Nonetheless, May remained defiant. She said she would go to Brussels on November 25th to sign off on the deal and put it to a vote. Later, as confusion and rancour reigned, she vowed to “see this through” even as the enormity of her task began to crystallise.

DUP deputy leader Nigel Dodds confirmed his party, which props up May’s government, will vote against the deal, which he said could lead to the breakup of the UK.

The mood in Dublin switched from delight to alarm, while, in Brussels, European Council president Donald Tusk said member states would “finalise and formalise” the agreement unless something “extraordinary” happened in the meantime.

However, the European Commission is pushing ahead with contingency plans and draft legislative measures to prepare for a no-deal Brexit and the abrupt departure of the UK at the end of March.

Brows furrow after vulture fund report

The Central Bank will have won few new friends this week after it submitted a report to Cabinet suggesting that so-called vulture funds are more amenable to working with distressed borrowers than banks and other credit firms.

The regulator found “no evidence” that firms acting on behalf of vulture funds were not engaging with borrowers in arrears. It also said there was “no material difference” in the level of home repossessions between vulture funds and banks.

Existing loan terms are being honoured when handled by vulture funds or credit-servicing firms acting on their behalf, and people whose “circumstances have not changed” are not being moved from their existing loan arrangements, it said.

On a related note, figures from the Central Statistics Office showed property price inflation has fallen to less than 6 per cent in Dublin, which was the lowest level of price growth recorded in 18 months.

That led to suggestions the gradual pick-up in housing supply may be cooling the market. Nationally prices rose by 8.2 per cent in the 12 months to September, down from 8.9 per cent the previous month and 12 per cent a year ago.

Indeed, growth in construction continued in October, although the pace of expansion slowed to its lowest rate in more than three years, according to the latest Ulster Bank construction purchasing managers’ index.

For one thing, property investor Hibernia Reit said it may sell all of the more than 320 apartments it currently owns for almost €150 million to finance the building of new homes on a high-profile 92-acre site it is acquiring near Newlands Cross in west Dublin.

The land, bought from the Irish Rugby Football Union for €27 million, has good road and rail links to central Dublin. Hibernia indicated new builds there could be split 70/30 between homes and business premises once it is rezoned.

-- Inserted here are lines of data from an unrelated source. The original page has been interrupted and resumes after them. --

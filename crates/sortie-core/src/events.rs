//! Events emitted by the simulation stages.
//!
//! Most events are forwarded to the host after each frame. `SpawnLaser` and
//! `LaserLine` only travel between stages on the frame bus.

use serde::{Deserialize, Serialize};

use crate::commands::SpawnLaserRequest;
use crate::decision::DecisionRequest;
use crate::enums::*;

#[derive(Debug, Clone, Serialize, Deserialize)]
#[serde(tag = "type", rename_all = "snake_case")]
pub enum SimEvent {
    /// Per-frame ship broadcast. Heading is the continuous accumulator.
    ShipState {
        x: f64,
        y: f64,
        heading: f64,
        vx: f64,
        vy: f64,
    },
    /// The player fired (one event per trigger, both cannons).
    LaserFired { time_ms: f64 },
    /// A projectile crossed a damageable target.
    TargetHit {
        key: String,
        /// Damage after the hit, in [0, 1].
        damage: f64,
        /// Normalized hit location inside the target rectangle.
        hit_x: f64,
        hit_y: f64,
        owner: Owner,
    },
    LetterFell { key: String },
    LetterRespawned { key: String },
    LandingChanged {
        landed: bool,
        /// Key of the target the ship landed on.
        target: Option<String>,
    },
    WingmanActivated,
    WingmanDeactivated,
    WingmanModeChanged { mode: WingmanMode },
    /// A line the wingman starts speaking now.
    Speak { text: String },
    /// The host should post `request` to the decision service.
    DecisionIssued {
        request_id: u64,
        request: DecisionRequest,
    },
    /// The host should abort the in-flight request.
    DecisionCancelled { request_id: u64 },

    // --- Internal ---
    /// Projectile injected by a non-player controller.
    SpawnLaser(SpawnLaserRequest),
    /// A live projectile's trail segment this frame.
    LaserLine {
        x1: f64,
        y1: f64,
        x2: f64,
        y2: f64,
        alpha: f64,
    },
}

impl SimEvent {
    /// Events that stay inside the engine.
    pub fn is_internal(&self) -> bool {
        matches!(self, SimEvent::SpawnLaser(_) | SimEvent::LaserLine { .. })
    }
}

Aryzta looks to bounce back

There was a boon for the Irish corporate landscape this week with the announcement that more than 700 new jobs are coming down the tracks, while beleaguered Irish-Swiss food group Aryzta successfully completed a massive rights issue.

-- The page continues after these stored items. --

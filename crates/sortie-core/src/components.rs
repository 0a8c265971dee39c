//! Plain data carried by simulation entities.
//!
//! Target components are attached to `hecs` entities; projectiles, flashes
//! and particles live in flat vectors owned by their layer.
//! Logic lives in the systems, not here.

use glam::DVec2;
use serde::{Deserialize, Serialize};

use crate::enums::*;
use crate::types::Rect;

/// Host-side identifier of a target element.
#[derive(Debug, Clone, PartialEq, Eq, Hash, Serialize, Deserialize)]
pub struct TargetKey(pub String);

/// Last rectangle the host reported for the element.
#[derive(Debug, Clone, Copy, Default, Serialize, Deserialize)]
pub struct LayoutRect(pub Rect);

/// Rectangle used for hit-testing this frame. Only refreshed from
/// [`LayoutRect`] while the element is connected.
#[derive(Debug, Clone, Copy, Default, Serialize, Deserialize)]
pub struct CachedRect(pub Rect);

/// Whether the element is attached to the document.
#[derive(Debug, Clone, Copy, Serialize, Deserialize)]
pub struct Connected(pub bool);

/// Accumulated damage on a hittable target.
#[derive(Debug, Clone, Copy, Default, Serialize, Deserialize)]
pub struct DamageState {
    /// Damage in [0, 1].
    pub damage: f64,
    /// Simulation time of the last accepted hit (ms).
    pub last_hit_ms: Option<f64>,
    /// Normalized location of the last hit.
    pub hit_x: f64,
    pub hit_y: f64,
}

/// Per-letter randomized parameters, sampled once at registration.
#[derive(Debug, Clone, Copy, Serialize, Deserialize)]
pub struct LetterParams {
    /// Damage at which the letter breaks.
    pub fall_threshold: f64,
    /// Horizontal drift during the fall (px).
    pub drift: f64,
    /// Rotation during the fall (deg).
    pub rotation: f64,
    pub fall_delay_ms: f64,
    pub respawn_delay_ms: f64,
    pub respawn_time_ms: f64,
}

/// Lifecycle of a destructible letter.
#[derive(Debug, Clone, Copy, Serialize, Deserialize)]
pub struct LetterState {
    pub phase: LetterPhase,
    pub params: LetterParams,
    /// Time the current phase began (ms).
    pub phase_start_ms: f64,
    /// Damage at the moment healing started.
    pub heal_from: f64,
    /// Hit flash visible until this time (ms).
    pub flash_until_ms: f64,
}

/// Health grid of a masked text block. Row-major, one value per cell.
#[derive(Debug, Clone, Default, Serialize, Deserialize)]
pub struct MaskGrid {
    pub cols: usize,
    pub rows: usize,
    /// Cell health in [0, 1]; 1 = intact.
    pub health: Vec<f64>,
}

/// A live projectile.
#[derive(Debug, Clone, Serialize, Deserialize)]
pub struct Projectile {
    pub pos: DVec2,
    pub vel: DVec2,
    /// Cumulative distance traveled (px).
    pub dist: f64,
    pub owner: Owner,
    pub color: Option<String>,
}

/// Short-lived glow at a spawn point.
#[derive(Debug, Clone, Copy, Serialize, Deserialize)]
pub struct MuzzleFlash {
    pub pos: DVec2,
    /// Elapsed life (seconds).
    pub life: f64,
    pub max_life: f64,
    pub owner: Owner,
}

/// A spark, fragment or text debris particle.
#[derive(Debug, Clone, Copy, Serialize, Deserialize)]
pub struct Particle {
    pub kind: ParticleKind,
    pub pos: DVec2,
    pub vel: DVec2,
    /// Elapsed life (seconds).
    pub life: f64,
    pub max_life: f64,
    /// Rotation (radians), fragments only.
    pub angle: f64,
    /// Angular velocity (rad/s), fragments only.
    pub spin: f64,
    /// Size multiplier.
    pub size: f64,
    /// Downward acceleration (px/s²).
    pub gravity: f64,
    /// Velocity retained per 60 Hz frame; 1.0 = no drag.
    pub drag: f64,
}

Shareholders at Aryzta – the maker of Cuisine de France and McDonald’s burger buns –were offered rights to 10 new shares for every one they currently own in an exercise that sought to raise €790 million in proceeds before expenses.

The cash will be set aside to deal with the company’s debt pile among other things following a torrid few years for the baker. A total of 97.4 per cent of shareholders took up their rights at a cost of one Swiss franc (€0.88 cent) a share.

Much of the remainder are understood to be several hundred long-standing Irish shareholders who were effectively locked out of the deal. They now find themselves with a stake in the company that is worth less than 10 per cent of what it was before.

On the jobs front, financial services company Grant Thornton is to increase its headcount by one-third over the next two years with the creation of 400 new hires, while customer service technology firm Genesys is to create 200 tech jobs in Galway.

Elsewhere, contact lens manufacturer Bausch & Lomb announced an expansion of its production facilities in Waterford in a move that is likely to lead to about 100 new jobs. Finally, Irish risk analytics firm Quaternion Risk Management will create 20 jobs in the capital.